Hadoop environment configuration and testing

Hadoop environment configuration and testing

In the previous experiment, we have prepared and configured the Linux environment and the Hadoop environment. Therefore, in this experiment, we will configure and test the Hadoop environment on the basis of the previous experiment.

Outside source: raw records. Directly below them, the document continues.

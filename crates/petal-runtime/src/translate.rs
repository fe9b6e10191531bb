use std::collections::BTreeMap;

use petal_core::MessageRecord;

/// The translation backend contract. Implementations must be
/// re-entrant under parallel renders.
pub trait Translator: Send + Sync {
    fn translate(
        &self,
        msgid: &str,
        domain: Option<&str>,
        mapping: &BTreeMap<String, String>,
        context: Option<&str>,
        target_language: Option<&str>,
        default: Option<&str>,
    ) -> Option<String>;
}

/// Backend that translates nothing; every call falls back to the
/// default text.
#[derive(Debug, Default)]
pub struct NullTranslator;

impl Translator for NullTranslator {
    fn translate(
        &self,
        _msgid: &str,
        _domain: Option<&str>,
        _mapping: &BTreeMap<String, String>,
        _context: Option<&str>,
        _target_language: Option<&str>,
        _default: Option<&str>,
    ) -> Option<String> {
        None
    }
}

/// Invoke the backend with the fallback rules: the empty string is
/// never translated, and an absent result coerces to the default text
/// or the message id itself.
pub fn invoke(
    translator: &dyn Translator,
    msgid: &str,
    domain: Option<&str>,
    mapping: &BTreeMap<String, String>,
    context: Option<&str>,
    target_language: Option<&str>,
    default: Option<&str>,
) -> String {
    if msgid.is_empty() {
        return default.unwrap_or_default().to_string();
    }
    translator
        .translate(msgid, domain, mapping, context, target_language, default)
        .unwrap_or_else(|| default.unwrap_or(msgid).to_string())
}

/// Translate a message descriptor value.
pub fn invoke_message(
    translator: &dyn Translator,
    message: &MessageRecord,
    context: Option<&str>,
    target_language: Option<&str>,
) -> String {
    invoke(
        translator,
        &message.msgid,
        message.domain.as_deref(),
        &message.mapping,
        context,
        target_language,
        message.default.as_deref(),
    )
}

/// Substitute `${name}` placeholders in translated text from the
/// capture mapping. Unknown placeholders stay literal.
pub fn substitute_mapping(text: &str, mapping: &BTreeMap<String, String>) -> String {
    let mut out = String::with_capacity(text.len());
    let mut rest = text;
    while let Some(found) = rest.find("${") {
        out.push_str(&rest[..found]);
        let after = &rest[found + 2..];
        let Some(close) = after.find('}') else {
            out.push_str(&rest[found..]);
            return out;
        };
        let name = after[..close].trim();
        match mapping.get(name) {
            Some(value) => out.push_str(value),
            None => out.push_str(&rest[found..found + 2 + close + 1]),
        }
        rest = &after[close + 1..];
    }
    out.push_str(rest);
    out
}
#[cfg(test)]
mod tests {
    use super::*;

    #[test]
    fn round_trip_is_lossless() {
        let source = concat!(
            "<?xml version=\"1.0\"?>\n",
            "<!DOCTYPE html>\n",
            "<html lang='en'>\n",
            "  <!-- note -->\n",
            "  <body class = \"main\"  data-x=unquoted>\n",
            "    Text &amp; more <br/>\n",
            "    <![CDATA[raw < data]]>\n",
            "  </body >\n",
            "</html>"
        );
        let document = parse(source).expect("parse should pass");
        assert_eq!(serialize(&document), source);
    }

    #[test]
    fn unexpected_end_tag_is_unrecoverable() {
        let error = parse("<div><p>x</div>").expect_err("should fail");
        assert!(error.to_string().contains("/div"));
        assert!(parse("x</p>").is_err());
    }

    #[test]
    fn attribute_values_decode_entities_lazily() {
        let document = parse("<p title=\"a &amp; b &#33;\"/>").expect("parse should pass");
        let XmlNode::Element(element) = &document.children[0] else {
            panic!("expected an element");
        };
        let attribute = element.attribute("title").expect("title attribute");
        assert_eq!(attribute.raw_value.as_deref(), Some("a &amp; b &#33;"));
        assert_eq!(attribute.decoded_value().as_deref(), Some("a & b !"));
    }

    #[test]
    fn element_names_split_into_prefix_and_local() {
        let document = parse("<tal:block/>").expect("parse should pass");
        let XmlNode::Element(element) = &document.children[0] else {
            panic!("expected an element");
        };
        assert_eq!(element.prefix(), Some("tal"));
        assert_eq!(element.local_name(), "block");
    }

    #[test]
    fn unknown_entities_pass_through_decoding() {
        assert_eq!(decode_entities("&nbsp; &amp; &#x41;"), "&nbsp; & A");
    }

    #[test]
    fn encoding_negotiation_reads_the_xml_declaration() {
        let latin = b"<?xml version=\"1.0\" encoding=\"ISO-8859-1\"?><p>caf\xe9</p>";
        assert!(decode_source(latin, None).contains("café"));

        let utf8 = "<p>café</p>".as_bytes();
        assert!(decode_source(utf8, None).contains("café"));

        let bom = [0xEF, 0xBB, 0xBF, b'<', b'p', b'/', b'>'];
        assert_eq!(decode_source(&bom, None), "<p/>");
    }

    #[test]
    fn invalid_utf8_degrades_to_replacement() {
        let bytes = b"<p>\xff</p>";
        let decoded = decode_source(bytes, None);
        assert!(decoded.contains('\u{FFFD}'));
    }
}
use std::collections::BTreeMap;

use petal_parser::ElementNode;

pub const TAL_NS: &str = "http://xml.zope.org/namespaces/tal";
pub const METAL_NS: &str = "http://xml.zope.org/namespaces/metal";
pub const I18N_NS: &str = "http://xml.zope.org/namespaces/i18n";
pub const META_NS: &str = "http://xml.zope.org/namespaces/meta";
/// Engine default namespace, usable as an anonymous control prefix.
pub const PETAL_NS: &str = "http://pagetemplates.org/ns/petal";
pub const XMLNS_NS: &str = "http://www.w3.org/2000/xmlns/";

/// Namespaces whose attributes (and declarations) are stripped from
/// the output.
pub const CONTROL_NAMESPACES: &[&str] = &[TAL_NS, METAL_NS, I18N_NS, META_NS, PETAL_NS];

pub fn is_control_namespace(uri: &str) -> bool {
    CONTROL_NAMESPACES.contains(&uri)
}

/// Prefix-to-URI environment, extended per element by `xmlns:*`
/// declarations. The well-known control prefixes are pre-bound so
/// permissive HTML templates work without declarations.
#[derive(Debug, Clone)]
pub struct NamespaceEnv {
    bindings: BTreeMap<String, String>,
}

impl NamespaceEnv {
    pub fn root() -> Self {
        let mut bindings = BTreeMap::new();
        bindings.insert("tal".to_string(), TAL_NS.to_string());
        bindings.insert("metal".to_string(), METAL_NS.to_string());
        bindings.insert("i18n".to_string(), I18N_NS.to_string());
        bindings.insert("meta".to_string(), META_NS.to_string());
        bindings.insert("petal".to_string(), PETAL_NS.to_string());
        Self { bindings }
    }

    /// Child environment including this element's declarations.
    pub fn enter(&self, element: &ElementNode) -> Self {
        let mut bindings = self.bindings.clone();
        for attribute in &element.attributes {
            if let Some(prefix) = attribute.name.strip_prefix("xmlns:") {
                if let Some(value) = attribute.decoded_value() {
                    bindings.insert(prefix.to_string(), value);
                }
            }
        }
        Self { bindings }
    }

    pub fn resolve(&self, prefix: &str) -> Option<&str> {
        self.bindings.get(prefix).map(String::as_str)
    }
}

Linux environment installation and configuration before Hadoop environment is built
https://blog.csdn.net/weixin_43640161/article/details/108614907
JDK software installation and configuration under Linux
https://blog.csdn.net/weixin_43640161/article/details /108619802
Master the installation and configuration of Eclipse software under Linux
https://blog.csdn.net/weixin_43640161/article/details/108691921
Familiar with Hadoop download and decompression
https://blog.csdn.net/weixin_43640161/article/details/ 108697510

There are three ways to install Hadoop: stand-alone mode, pseudo-distributed mode, and distributed mode.
• Stand-alone mode: The default mode of Hadoop is non-distributed mode (local mode), and it can run without other configuration. Non-distributed or single Java process, convenient for debugging.
• Pseudo-distributed mode: Hadoop can run in a pseudo-distributed manner on a single node. The Hadoop process runs as a separate Java process. The node acts as both a NameNode and a DataNode. At the same time, it reads files in HDFS.
• Distributed mode: Use multiple nodes to form a cluster environment to run Hadoop.
• This experiment adopts a stand-alone pseudo-distributed mode for installation.

Important knowledge tips:

  1. Hadoop can run in a pseudo-distributed manner on a single node. The Hadoop process runs as a separate Java process. The node acts as both a NameNode and a DataNode. At the same time, it reads files in HDFS.
  2. The configuration file of Hadoop is located in hadoop/etc/hadoop/. Pseudo-distribution needs to modify five configuration files hadoop-env.sh, core-site.xml, hdfs-site.xml, mapred-site.xml and yarn-site. xml
  3. The Hadoop configuration file is in xml format, and each configuration implements the
    experiment steps by declaring the name and value of the property :
  4. Modify configuration files: hadoop-env.sh, core-site.xml, hdfs-site.xml, mapred-site.xml, yarn-site.xml
  5. Initialize the file system hadoop namenode -format
  6. Start all processes start-all.sh or start-dfs.sh, start-yarn.sh
  7. Visit the web interface to view Hadoop information
  8. Run instance
  9. Stop all instances: stop-all.sh

The first step: configure the Hadoop environment (jdk version is different, the modified content is also different, I here is jdk1.8.0_181 and hadoop-3.1.1)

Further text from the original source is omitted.